▸ Provided data:
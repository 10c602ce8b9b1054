/// Factory: build the key store and token verifier from application `Config`.
use std::sync::Arc;
use std::time::Duration;

use crate::config::Config;
use crate::error::AppError;
use crate::services::auth::keys::{HttpJwksFetcher, KeyStore, KeyStoreOptions};
use crate::services::auth::verifier::{TokenVerifier, VerifierSettings};

pub fn build_key_store(config: &Config) -> Result<KeyStore, AppError> {
    let fetch_timeout = Duration::from_secs(config.jwks_fetch_timeout_seconds);

    let fetcher = HttpJwksFetcher::new(config.jwks_url.clone(), fetch_timeout).map_err(|err| {
        tracing::error!(error = %err, "failed to build jwks http client");
        AppError::Internal
    })?;

    let options = KeyStoreOptions {
        fetch_timeout,
        min_refresh_interval: Duration::from_secs(config.jwks_min_refresh_seconds),
    };

    Ok(KeyStore::new(Arc::new(fetcher), options))
}

pub fn build_verifier(config: &Config, keys: KeyStore) -> Arc<TokenVerifier> {
    let settings = VerifierSettings {
        issuer: config.auth_issuer.clone(),
        audience: config.auth_audience.clone(),
        leeway_seconds: config.access_token_leeway_seconds,
    };

    Arc::new(TokenVerifier::new(Arc::new(keys), &settings))
}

▸ What you should do: Only the number is wanted: how many lines in the material above contain the string "HttpJwksFetcher"?

▸ Answer to the problem: 2